Libros

Érase una vez…

Ilustraciones de Alberto Vázquez

FELIZ FEROZ

El Hematocrítico · España 2016

 

Cuando eras pequeño o pequeña, seguro que te contaron una y mil veces las historias de Blancanieves, Ricitos de Oro o el Lobo Feroz. Pero, ¿qué pasaría si Blancanieves se rebelara y dejara de hacer todas las tareas del hogar en casa de los Siete Enanitos? ¿O si Ricitos de Oro hubiera entrado en la casa de los Tres Osos, pero no para fisgonear sino porque Mamá Osa se había dejado el fuego encendido? ¿Y si el Lobo Feroz tomara el té con la Abuelita en vez de comérsela? En los libros de El Hematocrítico, los protagonistas cambian la historia y se ríen de los típicos personajes y situaciones en los cuentos tradicionales.

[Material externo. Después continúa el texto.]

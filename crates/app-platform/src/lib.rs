//! Platform adapter for the style engine
//!
//! This crate turns resolved styles into host elements for the web or native
//! render target, and supplies the host-facing inputs the theme layer reads:
//! system appearance and viewport breakpoints.

#![warn(missing_docs)]
#![warn(clippy::all)]

pub mod adapter;
pub mod appearance;
pub mod element;
pub mod error;
pub mod events;
pub mod native;
pub mod registry;
pub mod target;
pub mod viewport;
pub mod web;

pub use adapter::{
    HostElement, HostNode, HostStyle, NativeEmitter, PlatformAdapter, StyleEmitter, WebEmitter,
};
pub use appearance::{AppearanceSource, HostAppearance, StaticAppearance};
pub use element::ElementKind;
pub use error::{PlatformError, Result};
pub use events::{InteractionEvent, InteractionTracker};
pub use native::NativeStyle;
pub use registry::{ComponentRegistry, RegisteredComponent};
pub use target::RenderTarget;
pub use viewport::BreakpointTracker;
pub use web::{CssRule, WebStyle};
//! Web style emission
//!
//! The base style becomes a flat inline style object. Pseudo-state blocks are
//! emitted twice: as CSS rules keyed by state selector, and merged inline for
//! the interaction state the host reports, so hosts without a stylesheet
//! still get the right look.

use serde::Serialize;
use style_core::{InteractionState, PseudoState, ResolvedStyle, StyleMap, StyleValue};
use style_tokens::value::fmt_number;

/// Properties whose numbers are emitted without a unit
const UNITLESS: &[&str] = &[
    "aspectRatio",
    "flex",
    "flexGrow",
    "flexShrink",
    "fontWeight",
    "opacity",
    "order",
    "zIndex",
];

/// Rule emission order; later rules win in the cascade
const RULE_ORDER: [PseudoState; 5] = [
    PseudoState::Hover,
    PseudoState::Focus,
    PseudoState::Active,
    PseudoState::Press,
    PseudoState::Disabled,
];

/// CSS selector suffix for a pseudo state
pub fn selector_for(state: PseudoState) -> &'static str {
    match state {
        PseudoState::Hover => ":hover",
        PseudoState::Press | PseudoState::Active => ":active",
        PseudoState::Focus => ":focus-visible",
        PseudoState::Disabled => ":disabled",
    }
}

/// One state-conditional rule
#[derive(Debug, Clone, PartialEq, Serialize)]
pub struct CssRule {
    /// Selector suffix (`:hover`, ...)
    pub selector: &'static str,
    /// Declarations, already expanded for the web
    pub declarations: StyleMap,
}

impl CssRule {
    /// Serialize under a class name
    pub fn to_css(&self, class: &str) -> String {
        format!(".{}{} {{ {} }}", class, self.selector, declarations(&self.declarations))
    }
}

/// Web output for one element
#[derive(Debug, Clone, Default, PartialEq, Serialize)]
pub struct WebStyle {
    /// Inline style object (base plus the current state's override)
    pub inline: StyleMap,
    /// State rules for a stylesheet
    pub rules: Vec<CssRule>,
}

impl WebStyle {
    /// Build the web output for a resolved style in the given state
    pub fn from_resolved(style: &ResolvedStyle, state: InteractionState) -> Self {
        let mut inline = expand(&style.for_state(state));
        if let Some(animation) = &style.animation {
            if let Some(duration) = animation.duration_ms {
                let easing = animation.easing.as_deref().unwrap_or("ease");
                inline.insert(
                    "transition".to_string(),
                    StyleValue::Text(format!("all {}ms {}", fmt_number(duration), easing)),
                );
            }
        }

        let rules = RULE_ORDER
            .iter()
            .filter_map(|pseudo| {
                style.pseudo.get(pseudo).map(|block| CssRule {
                    selector: selector_for(*pseudo),
                    declarations: expand(block),
                })
            })
            .collect();

        Self { inline, rules }
    }

    /// Stylesheet text for a class: base rule then state rules
    pub fn to_css(&self, class: &str) -> String {
        let mut out = format!(".{} {{ {} }}", class, declarations(&self.inline));
        for rule in &self.rules {
            out.push('\n');
            out.push_str(&rule.to_css(class));
        }
        out
    }
}

/// Expand horizontal/vertical spacing into per-edge properties
///
/// Explicit per-edge values win over the axis shorthand. Merging already
/// dropped edges an axis from a later layer replaced, so any edge left here
/// was declared in the same layer as its axis or a later one.
pub fn expand(style: &StyleMap) -> StyleMap {
    let mut out = StyleMap::new();
    for (name, value) in style {
        if let Some(edges) = axis_edges(name) {
            for edge in edges {
                out.insert(edge.to_string(), value.clone());
            }
        }
    }
    for (name, value) in style.iter().filter(|(name, _)| axis_edges(name).is_none()) {
        out.insert(name.clone(), value.clone());
    }
    out
}

fn axis_edges(name: &str) -> Option<[&'static str; 2]> {
    match name {
        "marginHorizontal" => Some(["marginLeft", "marginRight"]),
        "marginVertical" => Some(["marginTop", "marginBottom"]),
        "paddingHorizontal" => Some(["paddingLeft", "paddingRight"]),
        "paddingVertical" => Some(["paddingTop", "paddingBottom"]),
        _ => None,
    }
}

/// `camelCase` → `kebab-case`
pub fn kebab_case(name: &str) -> String {
    let mut out = String::with_capacity(name.len() + 4);
    for c in name.chars() {
        if c.is_ascii_uppercase() {
            out.push('-');
            out.push(c.to_ascii_lowercase());
        } else {
            out.push(c);
        }
    }
    out
}

/// CSS text for one value
pub fn css_value(property: &str, value: &StyleValue) -> String {
    match value {
        StyleValue::Number(n) if UNITLESS.contains(&property) || *n == 0.0 => fmt_number(*n),
        StyleValue::Number(n) => format!("{}px", fmt_number(*n)),
        StyleValue::Shadow(shadow) => shadow.to_css(),
        StyleValue::Raw(_) if property == "transform" => {
            value.transform_css().unwrap_or_else(|| value.to_string())
        }
        other => other.to_string(),
    }
}

fn declarations(style: &StyleMap) -> String {
    style
        .iter()
        .map(|(name, value)| format!("{}: {};", kebab_case(name), css_value(name, value)))
        .collect::<Vec<_>>()
        .join(" ")
}
//! Breakpoints and the breakpoint scale
//!
//! Breakpoint names are fixed and ascending. Their minimum widths come from
//! the `breakpoints` token category so a theme can move them.

use serde::{Deserialize, Serialize};
use std::fmt;
use std::str::FromStr;

use crate::category::TokenCategory;
use crate::error::TokenError;
use crate::set::TokenSet;

/// Named viewport threshold, ascending by width
#[derive(Debug, Clone, Copy, PartialEq, Eq, PartialOrd, Ord, Hash, Serialize, Deserialize)]
pub enum Breakpoint {
    /// Extra small (phones, portrait)
    #[serde(rename = "xs")]
    Xs,
    /// Small
    #[serde(rename = "sm")]
    Sm,
    /// Medium (tablets)
    #[serde(rename = "md")]
    Md,
    /// Large
    #[serde(rename = "lg")]
    Lg,
    /// Extra large
    #[serde(rename = "xl")]
    Xl,
    /// Double extra large
    #[serde(rename = "2xl")]
    Xxl,
}

impl Breakpoint {
    /// Default ascending order
    pub const ORDER: [Breakpoint; 6] = [
        Breakpoint::Xs,
        Breakpoint::Sm,
        Breakpoint::Md,
        Breakpoint::Lg,
        Breakpoint::Xl,
        Breakpoint::Xxl,
    ];

    /// Token key / serialized name
    pub fn as_str(&self) -> &'static str {
        match self {
            Breakpoint::Xs => "xs",
            Breakpoint::Sm => "sm",
            Breakpoint::Md => "md",
            Breakpoint::Lg => "lg",
            Breakpoint::Xl => "xl",
            Breakpoint::Xxl => "2xl",
        }
    }

    /// Fallback minimum width (px) when the token set lacks an entry
    pub fn default_min_width(&self) -> f64 {
        match self {
            Breakpoint::Xs => 0.0,
            Breakpoint::Sm => 500.0,
            Breakpoint::Md => 800.0,
            Breakpoint::Lg => 1100.0,
            Breakpoint::Xl => 1300.0,
            Breakpoint::Xxl => 1600.0,
        }
    }
}

impl fmt::Display for Breakpoint {
    fn fmt(&self, f: &mut fmt::Formatter<'_>) -> fmt::Result {
        f.write_str(self.as_str())
    }
}

impl FromStr for Breakpoint {
    type Err = TokenError;

    fn from_str(s: &str) -> Result<Self, Self::Err> {
        let s = s.strip_prefix('$').unwrap_or(s);
        Breakpoint::ORDER
            .iter()
            .copied()
            .find(|b| b.as_str() == s)
            .ok_or_else(|| TokenError::UnknownBreakpoint(s.to_string()))
    }
}

/// Minimum widths for every breakpoint, ascending
#[derive(Debug, Clone, PartialEq)]
pub struct BreakpointScale {
    steps: Vec<(Breakpoint, f64)>,
}

impl Default for BreakpointScale {
    fn default() -> Self {
        Self { steps: Breakpoint::ORDER.iter().map(|b| (*b, b.default_min_width())).collect() }
    }
}

impl BreakpointScale {
    /// Build the scale from the `breakpoints` token category
    ///
    /// Missing or non-numeric entries fall back to the built-in widths.
    pub fn from_tokens(tokens: &TokenSet) -> Self {
        let mut steps: Vec<(Breakpoint, f64)> = Breakpoint::ORDER
            .iter()
            .map(|b| {
                let width = tokens
                    .get(TokenCategory::Breakpoints, b.as_str())
                    .and_then(|v| v.as_f64())
                    .unwrap_or_else(|| b.default_min_width());
                (*b, width)
            })
            .collect();
        steps.sort_by(|a, b| a.0.cmp(&b.0));
        Self { steps }
    }

    /// Ascending breakpoint order
    pub fn order(&self) -> Vec<Breakpoint> {
        self.steps.iter().map(|(b, _)| *b).collect()
    }

    /// Minimum width for a breakpoint
    pub fn min_width(&self, breakpoint: Breakpoint) -> Option<f64> {
        self.steps.iter().find(|(b, _)| *b == breakpoint).map(|(_, w)| *w)
    }

    /// Active breakpoint for a viewport width: the largest breakpoint whose
    /// minimum width is at or below `width`
    pub fn active_for(&self, width: f64) -> Breakpoint {
        self.steps
            .iter()
            .rev()
            .find(|(_, min)| width >= *min)
            .map(|(b, _)| *b)
            .unwrap_or(Breakpoint::Xs)
    }
}

#[cfg(test)]
mod tests {
    use super::*;

    #[test]
    fn test_breakpoint_order() {
        assert!(Breakpoint::Xs < Breakpoint::Sm);
        assert!(Breakpoint::Xl < Breakpoint::Xxl);
    }

    #[test]
    fn test_breakpoint_from_str() {
        assert_eq!("md".parse::<Breakpoint>().unwrap(), Breakpoint::Md);
        assert_eq!("$2xl".parse::<Breakpoint>().unwrap(), Breakpoint::Xxl);
        assert!("xxl".parse::<Breakpoint>().is_err());
    }

    #[test]
    fn test_breakpoint_serde() {
        assert_eq!(serde_json::to_string(&Breakpoint::Xxl).unwrap(), "\"2xl\"");
        let bp: Breakpoint = serde_json::from_str("\"sm\"").unwrap();
        assert_eq!(bp, Breakpoint::Sm);
    }

    #[test]
    fn test_active_for_default_scale() {
        let scale = BreakpointScale::default();
        assert_eq!(scale.active_for(320.0), Breakpoint::Xs);
        assert_eq!(scale.active_for(500.0), Breakpoint::Sm);
        assert_eq!(scale.active_for(799.0), Breakpoint::Sm);
        assert_eq!(scale.active_for(800.0), Breakpoint::Md);
        assert_eq!(scale.active_for(4000.0), Breakpoint::Xxl);
    }

    #[test]
    fn test_scale_from_tokens_uses_overrides() {
        let tokens = TokenSet::new().with(TokenCategory::Breakpoints, "md", 700.0);
        let scale = BreakpointScale::from_tokens(&tokens);
        assert_eq!(scale.min_width(Breakpoint::Md), Some(700.0));
        assert_eq!(scale.min_width(Breakpoint::Lg), Some(1100.0));
        assert_eq!(scale.active_for(750.0), Breakpoint::Md);
    }

    #[test]
    fn test_negative_width_is_xs() {
        assert_eq!(BreakpointScale::default().active_for(-10.0), Breakpoint::Xs);
    }
}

Blancanieves y los Siete Enanitos, de Walt Disney, fue la primera película de dibujos animados de la historia. Se estrenó en 1937 y fue todo un éxito


Los cuentos y fábulas existen desde hace mucho tiempo. Son relatos cortos, protagonizados por personas o animales, que pretenden aleccionar sobre lo que está bien o mal, y siempre terminan con una moraleja. El escritor griego Esopo recopiló varias de estas historias hace más de 2.500 años: La cigarra y la hormiga habla sobre la importancia de esforzarse para conseguir una recompensa, mientras que en La tortuga y la liebre se alaba la constancia de la tortuga frente al carácter fanfarrón de la liebre.


Las moralejas servían para enseñar en una época en la que no todo el mundo sabía leer, por lo que el conocimiento se transmitía de forma oral a través de relatos y canciones


Las fábulas de la Antigüedad evolucionaron hasta los cuentos infantiles de hoy. Muchos fueron recopilados por autores como Charles Perrault, Hans Christian Andersen o los hermanos Grimm, aunque con versiones poco aptas para el público infantil: una de las hermanastras de Cenicienta se corta los dedos del pie para que le quepa el zapato de cristal, mientras que la madrastra de Hansel y Gretel es tan malvada como para dejarlos morir de hambre en el bosque. Mejor echarse unas risas a la hora del te con el Lobo Feroz, ¿no te parece?